Namun, alih-alih meredam kritik, pasukan Israel justru meluncurkan serangan darat besar-besaran ke Kota Gaza sehari setelah laporan itu dirilis.

Komisi penyelidikan PBB dalam laporannya menyebutkan ada dasar hukum yang kuat untuk menyimpulkan bahwa Israel melakukan empat dari lima tindakan genosida sebagaimana diatur dalam hukum internasional.

Unsur-unsur tersebut mencakup pembunuhan anggota suatu kelompok, menyebabkan penderitaan fisik dan mental yang serius, menciptakan kondisi kehidupan yang dirancang untuk menghancurkan kelompok tertentu, hingga upaya mencegah kelahiran.

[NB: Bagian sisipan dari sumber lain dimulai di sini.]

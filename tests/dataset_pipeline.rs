use std::collections::BTreeSet;
use std::fs;
use std::path::PathBuf;

use econ_atlas::data::loader::{load_file, LoadError, RENAME_TABLE};
use econ_atlas::data::query;

/// Write a CSV fixture with the full 26-column source header. Each row maps
/// canonical field name → cell text; unlisted cells stay empty.
fn write_csv(dir: &tempfile::TempDir, name: &str, rows: &[Vec<(&str, &str)>]) -> PathBuf {
    let path = dir.path().join(name);
    let mut wtr = csv::Writer::from_path(&path).unwrap();
    wtr.write_record(RENAME_TABLE.iter().map(|(source, _)| *source))
        .unwrap();
    for row in rows {
        let cells: Vec<String> = RENAME_TABLE
            .iter()
            .map(|(_, canonical)| {
                row.iter()
                    .find(|(k, _)| k == canonical)
                    .map(|(_, v)| (*v).to_string())
                    .unwrap_or_default()
            })
            .collect();
        wtr.write_record(&cells).unwrap();
    }
    wtr.flush().unwrap();
    path
}

#[test]
fn csv_to_queries_end_to_end() {
    let dir = tempfile::tempdir().unwrap();
    let path = write_csv(
        &dir,
        "indicators.csv",
        &[
            vec![
                ("country_id", "840"),
                ("country", " United States "),
                ("year", "2020"),
                ("gdp", "100.0"),
                ("population", "330.0"),
                ("construction_gva", "40.0"),
                ("manufacturing_gva", "60.0"),
            ],
            vec![
                ("country_id", "156"),
                ("country", "China"),
                ("year", "2020"),
                ("gdp", "90.0"),
                ("population", "1400.0"),
            ],
            vec![
                ("country_id", "840"),
                ("country", "United States"),
                ("year", "2021"),
                // gdp left blank on purpose: must load as 0.
                ("population", "331.0"),
            ],
            // Duplicate of the first (country_id, year): dropped on load.
            vec![
                ("country_id", "840"),
                ("country", "United States"),
                ("year", "2020"),
                ("gdp", "999.0"),
            ],
        ],
    );

    let ds = load_file(&path).unwrap();

    // Duplicate collapsed; names trimmed; ids stringly.
    assert_eq!(ds.len(), 3);
    assert_eq!(ds.countries, vec!["China", "United States"]);
    assert_eq!(ds.years, vec![2020, 2021]);
    assert!(ds.records.iter().all(|r| !r.country_id.is_empty()));

    // Partition property: year slices cover every record exactly once.
    let total: usize = ds
        .years
        .iter()
        .map(|&y| query::filter_by_year(&ds, y).len())
        .sum();
    assert_eq!(total, ds.len());

    // Blank gdp became 0, and the 2020 duplicate didn't clobber the first row.
    let y2021 = query::filter_by_year(&ds, 2021);
    assert_eq!(y2021.len(), 1);
    assert_eq!(y2021[0].gdp, 0.0);

    let top = query::top_n_by_year(&ds, &[2020, 2021], "gdp", 1).unwrap();
    assert_eq!(top[&2020][0].gdp, 100.0);
    assert_eq!(top[&2020][0].country, "United States");
    assert_eq!(top[&2021][0].gdp, 0.0);

    // Country filter preserves dataset order.
    let names: BTreeSet<String> = ["United States".to_string()].into_iter().collect();
    let us = query::filter_by_countries(&ds, &names);
    assert_eq!(us.len(), 2);
    assert!(us[0].year < us[1].year);

    // Sector shares over the two populated GVA fields.
    let shares = query::sector_share(
        &ds,
        "United States",
        2020,
        &["construction_gva", "manufacturing_gva"],
    )
    .unwrap();
    assert!((shares[0].1 - 0.4).abs() < 1e-12);
    assert!((shares[1].1 - 0.6).abs() < 1e-12);

    // And the recoverable zero-sum case on the all-blank China row.
    let err = query::sector_share(&ds, "China", 2020, &["construction_gva"]).unwrap_err();
    assert!(matches!(err, query::QueryError::DivisionUndefined { .. }));
}

#[test]
fn missing_column_aborts_the_load() {
    let dir = tempfile::tempdir().unwrap();
    let path = dir.path().join("broken.csv");

    let mut wtr = csv::Writer::from_path(&path).unwrap();
    wtr.write_record(
        RENAME_TABLE
            .iter()
            .filter(|(_, canonical)| *canonical != "year")
            .map(|(source, _)| *source),
    )
    .unwrap();
    wtr.flush().unwrap();

    let err = load_file(&path).unwrap_err();
    match err {
        LoadError::SchemaMismatch { column } => assert_eq!(column, "Year"),
        other => panic!("expected SchemaMismatch, got {other:?}"),
    }
}

#[test]
fn unreadable_source_is_io() {
    let err = load_file(&PathBuf::from("/definitely/missing/indicators.csv")).unwrap_err();
    assert!(matches!(err, LoadError::Io { .. }));
}

#[test]
fn json_encoding_loads_identically() {
    let dir = tempfile::tempdir().unwrap();
    let path = dir.path().join("indicators.json");

    let mut obj = serde_json::Map::new();
    for (source, canonical) in RENAME_TABLE {
        let v = match *canonical {
            "country_id" => serde_json::json!(76),
            "country" => serde_json::json!("Brazil"),
            "year" => serde_json::json!(2019),
            "currency" => serde_json::json!("Brazilian Real"),
            "gdp" => serde_json::json!(1.8e12),
            _ => serde_json::Value::Null,
        };
        obj.insert((*source).to_string(), v);
    }
    fs::write(
        &path,
        serde_json::to_string(&vec![serde_json::Value::Object(obj)]).unwrap(),
    )
    .unwrap();

    let ds = load_file(&path).unwrap();
    assert_eq!(ds.len(), 1);
    assert_eq!(ds.records[0].country_id, "76");
    assert_eq!(ds.records[0].gdp, 1.8e12);
    assert_eq!(ds.records[0].exports, 0.0);
}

Tuduhan ini bukan hanya retorika, melainkan berdasarkan pada bukti perilaku pasukan Israel dan pernyataan sejumlah pejabat tinggi negara itu sejak konflik dengan Hamas pecah pada Oktober 2023.

Israel menolak mentah-mentah temuan tersebut. Kementerian Luar Negeri Israel mengecam laporan PBB itu sebagai distorsi dan tuduhan palsu yang dianggap hanya mengulang narasi Hamas.

Seorang juru bicara bahkan menyebut tiga ahli yang menyusun laporan sebagai “wakil Hamas” dan menuding mereka menutup mata terhadap kebrutalan serangan 7 Oktober 2023, ketika 1.200 warga Israel tewas dan lebih dari 250 orang disandera.

Dalam pernyataan yang keras, pihak Israel menegaskan bahwa justru Hamas yang sedang berusaha melakukan genosida terhadap orang Yahudi.

Namun, fakta di lapangan menunjukkan penderitaan rakyat Gaza kian tak terbantahkan.

Data dari Kementerian Kesehatan di wilayah yang dikuasai Hamas mencatat lebih dari 64.900 orang tewas akibat serangan Israel sejak perang dimulai.

Sementara itu, infrastruktur kota luluh lantak: lebih dari 90 persen rumah rusak, sistem kesehatan ambruk, pasokan air dan sanitasi terhenti, hingga kondisi kelaparan mulai merajalela.

Kota Gaza kini seakan menjadi gambaran nyata dari krisis kemanusiaan terburuk di abad ini.

Di tengah sorotan internasional, militer Israel justru melangkah lebih jauh. Pada Senin (15/9/2025), sehari sebelum laporan PBB dirilis, Pasukan Pertahanan Israel (IDF) melancarkan operasi darat besar-besaran ke Kota Gaza.

Tujuannya jelas: menduduki pusat kota dan menghancurkan basis Hamas. Perdana Menteri Benjamin Netanyahu menegaskan bahwa langkah ini merupakan kelanjutan dari strategi yang sudah dicanangkan sejak awal perang, meski risiko yang mengintai sangat besar.

Operasi ini menandai eskalasi baru yang dikhawatirkan akan menambah jumlah korban jiwa dan memperburuk penderitaan warga sipil.

Serangan udara masif lebih dulu menghantam puluhan gedung tinggi di Kota Gaza, yang diklaim Israel sebagai markas militer Hamas.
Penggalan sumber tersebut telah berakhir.